A couple other points here. First, I still wonder why gun rights groups like the NRA arent more disturbed by the ubiquitous use of SWAT teams. Here, the fact that the Bellottes were legal, registered gun owners was used as justification for the violent, volatile entry into their home. It isnt the first time this has happened. Youd think thats something that might concern Second Amendment acitivists.
Second, the police were right. Tametta Bellotte did immediately go for her gun when the SWAT team entered. But not because shes a cop-killing, child pornographizing criminal. As it turns out, she was innocent. She went for her gun because she thought her life is in danger.
That said, its good to see the Fourth Circuit decline qualified immunity here. And it would be nice to see federal courts allow more liability for botched raids.
Here is the full legal opinion: http://www.leagle.com/xmlResult.aspx?xmldoc=In%20FCO%2020110111068.xml&docbase=CSLWAR3-2007-CURR
Needs repeating for the law-and-order-at-any-cost crowd here...
BJ from bar girl = Home invasion + holding gun to his son’s head?
$10 million. Or maybe cut the PD’s budget in 1/2, and slide 1/2 of it his way.
Hey...this has to STOP.
Well, there's Mr. Bellotte's mistake right there. "Self service" means self...service. Wal*Mart has no control over what you print, so they then have no accountability for not controlling it. It is in turn none of their friggin business. Mr. Bellotte should have told the clerk to stick his nose in a different unmentionable place.

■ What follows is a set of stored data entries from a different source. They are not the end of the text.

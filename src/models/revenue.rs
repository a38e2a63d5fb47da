//! Revenue input model.
//!
//! Revenue is a tagged union: either a single total-sales figure or
//! per-agent averages for each role. Exactly one variant is active at a
//! time, selected by the mode flag on the form.

use rust_decimal::Decimal;
use serde::{Deserialize, Serialize};

/// The revenue entry mode selected on the form.
#[derive(Debug, Clone, Copy, PartialEq, Eq, Serialize, Deserialize)]
#[serde(rename_all = "snake_case")]
pub enum SalesMode {
    /// A single total monthly sales figure is entered.
    TotalSales,
    /// Average sale per agent is entered for each role.
    PerAgentAverage,
}

/// The active revenue input, resolved once by the sales reconciler.
///
/// Modeling the mode as a tagged variant means downstream formulas never
/// re-check the mode flag; they consume the reconciled totals instead.
#[derive(Debug, Clone, PartialEq, Eq, Serialize, Deserialize)]
#[serde(tag = "mode", rename_all = "snake_case")]
pub enum RevenueInput {
    /// Total monthly sales entered directly.
    TotalSales {
        /// The total monthly sales figure, non-negative.
        amount: Decimal,
    },
    /// Average sale per agent, entered per role.
    PerAgentAverages {
        /// Average monthly sales per dialer.
        dialer: Decimal,
        /// Average monthly sales per closer.
        closer: Decimal,
    },
}

impl RevenueInput {
    /// Returns the mode this input was entered in.
    pub fn mode(&self) -> SalesMode {
        match self {
            RevenueInput::TotalSales { .. } => SalesMode::TotalSales,
            RevenueInput::PerAgentAverages { .. } => SalesMode::PerAgentAverage,
        }
    }
}
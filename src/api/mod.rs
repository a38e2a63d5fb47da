//! HTTP API module for the sales floor calculation engine.
//!
//! This module is the presentation adapter: it reads raw user-entered
//! text, coerces it to numbers, gates calculation behind the negativity
//! checks, feeds the engine, and returns the formatted result bundle.

mod coerce;
mod handlers;
mod request;
mod response;
mod state;

pub use coerce::{integer_value, numeric_value, signed_integer_value, signed_numeric_value};
pub use handlers::create_router;
pub use request::CalculationRequest;
pub use response::ApiError;
pub use state::AppState;
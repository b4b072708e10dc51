use std::sync::Arc;

use async_trait::async_trait;
use chrono::NaiveDate;
use reqwest::Method;
use serde::de::DeserializeOwned;
use serde_json::Value;
use tracing::debug;

use shared_database::supabase::SupabaseClient;

use crate::models::{Appointment, AppointmentError, Room};
use crate::store::{AppointmentStore, RoomStore};

pub struct SupabaseAppointmentStore {
    supabase: Arc<SupabaseClient>,
}

impl SupabaseAppointmentStore {
    pub fn new(supabase: Arc<SupabaseClient>) -> Self {
        Self { supabase }
    }

    async fn fetch(&self, path: &str) -> Result<Vec<Appointment>, AppointmentError> {
        let result: Vec<Value> = self.supabase.request(
            Method::GET,
            path,
            None,
            None,
        ).await.map_err(|e| AppointmentError::DatabaseError(e.to_string()))?;

        parse_rows(result, "appointments")
    }

    async fn write(&self, method: Method, path: &str, body: Value) -> Result<Option<Appointment>, AppointmentError> {

        let result: Vec<Value> = self.supabase.request_with_headers(
            method,
            path,
            None,
            Some(body),
            Some(SupabaseClient::representation_headers()),
        ).await.map_err(|e| AppointmentError::DatabaseError(e.to_string()))?;

        Ok(parse_rows::<Appointment>(result, "appointments")?.into_iter().next())
    }
}

#[async_trait]
impl AppointmentStore for SupabaseAppointmentStore {
    async fn get_appointments_by_date(&self, date: NaiveDate) -> Result<Vec<Appointment>, AppointmentError> {
        debug!("Fetching appointments for {}", date);
        let path = format!(
            "/rest/v1/appointments?appointment_date=eq.{}&order=start_time.asc",
            date.format("%Y-%m-%d")
        );
        self.fetch(&path).await
    }

    async fn get_appointment(&self, id: &str) -> Result<Option<Appointment>, AppointmentError> {
        let path = format!("/rest/v1/appointments?id=eq.{}", urlencoding::encode(id));
        Ok(self.fetch(&path).await?.into_iter().next())
    }

    async fn insert_appointment(&self, appointment: Appointment) -> Result<Appointment, AppointmentError> {
        debug!("Inserting appointment {}", appointment.id);
        self.write(Method::POST, "/rest/v1/appointments", encode(&appointment)?)
            .await?
            .ok_or_else(|| AppointmentError::DatabaseError("Failed to create appointment".to_string()))
    }

    async fn update_appointment(&self, appointment: Appointment) -> Result<Appointment, AppointmentError> {
        debug!("Updating appointment {}", appointment.id);
        let path = format!("/rest/v1/appointments?id=eq.{}", urlencoding::encode(&appointment.id));
        let mut body = encode(&appointment)?;
        // PATCH only touches the keys it sends, so a cleared legacy time must go out as null
        if appointment.appointment_time.is_none() {
            body["appointment_time"] = Value::Null;
        }
        self.write(Method::PATCH, &path, body)
            .await?
            .ok_or(AppointmentError::NotFound)
    }
}

pub struct SupabaseRoomStore {
    supabase: Arc<SupabaseClient>,
}

impl SupabaseRoomStore {
    pub fn new(supabase: Arc<SupabaseClient>) -> Self {
        Self { supabase }
    }

    async fn fetch(&self, path: &str) -> Result<Vec<Room>, AppointmentError> {
        let result: Vec<Value> = self.supabase.request(
            Method::GET,
            path,
            None,
            None,
        ).await.map_err(|e| AppointmentError::DatabaseError(e.to_string()))?;

        parse_rows(result, "rooms")
    }
}

#[async_trait]
impl RoomStore for SupabaseRoomStore {
    async fn get_all_rooms(&self) -> Result<Vec<Room>, AppointmentError> {
        self.fetch("/rest/v1/rooms?order=name.asc").await
    }

    async fn get_room(&self, id: &str) -> Result<Option<Room>, AppointmentError> {
        let path = format!("/rest/v1/rooms?id=eq.{}", urlencoding::encode(id));
        Ok(self.fetch(&path).await?.into_iter().next())
    }
}

fn encode(appointment: &Appointment) -> Result<Value, AppointmentError> {
    serde_json::to_value(appointment)
        .map_err(|e| AppointmentError::DatabaseError(format!("Failed to encode appointment: {}", e)))
}

fn parse_rows<T: DeserializeOwned>(rows: Vec<Value>, table: &str) -> Result<Vec<T>, AppointmentError> {
    rows.into_iter()
        .map(serde_json::from_value)
        .collect::<Result<Vec<T>, _>>()
        .map_err(|e| AppointmentError::DatabaseError(format!("Failed to parse {}: {}", table, e)))
}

I hope they end up having to rename Jefferson County after the family.
The misuse of SWAT teams must stop.
That's prolly gonna require some explanation to the missus.
Why is it that these raids always occur at night? Why is that a tactic? Why not raid the house when nobody is at home, the judge is at his bench, the chief of police is on duty, the kids are at school, and mom is grocery shopping?
Overtime I suppose?
That shouldn't be enough to keep the homeowner from being able to ventilate them with full legal impunity, until they can explain why home invaders would never be able to do the same thing.

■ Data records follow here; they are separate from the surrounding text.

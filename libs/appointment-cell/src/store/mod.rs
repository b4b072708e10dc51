//! Data-access seams used by the scheduling services.
//!
//! Reads are plain async calls with no caching and no locking across calls, so a
//! conflict check followed by a write is not atomic.

use async_trait::async_trait;
use chrono::NaiveDate;

use crate::models::{Appointment, AppointmentError, Room};

pub mod memory;
pub mod supabase;

pub use memory::InMemoryStore;
pub use supabase::{SupabaseAppointmentStore, SupabaseRoomStore};

#[async_trait]
pub trait AppointmentStore: Send + Sync {
    async fn get_appointments_by_date(&self, date: NaiveDate) -> Result<Vec<Appointment>, AppointmentError>;

    async fn get_appointment(&self, id: &str) -> Result<Option<Appointment>, AppointmentError>;

    async fn insert_appointment(&self, appointment: Appointment) -> Result<Appointment, AppointmentError>;

    async fn update_appointment(&self, appointment: Appointment) -> Result<Appointment, AppointmentError>;
}

#[async_trait]
pub trait RoomStore: Send + Sync {
    async fn get_all_rooms(&self) -> Result<Vec<Room>, AppointmentError>;

    async fn get_room(&self, id: &str) -> Result<Option<Room>, AppointmentError>;
}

Plus, if only the safety of a potentially innocent homeowner OR the safety of the LEO can be guaranteed, that of the homeowner has to come first. Why should the onus be on the householder to guess correctly whether the invaders are his employees or more unofficial home invaders?
The homeowner is a taxpayer, the LEO's are tax CONSUMERS; the homeowner is on his own private property, the LEO's are not; the homeowner doesn't get to select the time and circumstances of the confrontation, the LEO's do.
Click the link to be added to the "Whoops. Sorry, citizen. We thought you were someone else" PING list.
Final word is that the Walmart Clerk can exercise life or death decisions on it's customers. Be nice to them!
You’re probably right. Eeeeewwwwwwww.
A point that I've made many times, but to the law-and-order-at-any-cost crowd here it don;t matter, the cops can do no wrong and your job is to simply submit.
Submit or die, and that’s not in the family dog’s playbook.
Only if you submit. Why the heck did the guy feel obligated to discuss what pictures he had printed at a SELF-SERVICE kiosk with some pimply faced drone with a smock and a God complex? "FOAD" would have been the appropriate response.
If you see something, say something, was spawned with Walmart.
It sounds like walmart has a surveillance capability that lets clerks see the photos you are downloading. Anyone know?
Dovetails nicely with with my motto “Mind your own fuggin business or lay in a supply of orthopedic shirts and drool cups.”
It wouldn't surprise me in the least. I heard the other day that high-end copiers have hard drives with duplicates of every image they've ever copied.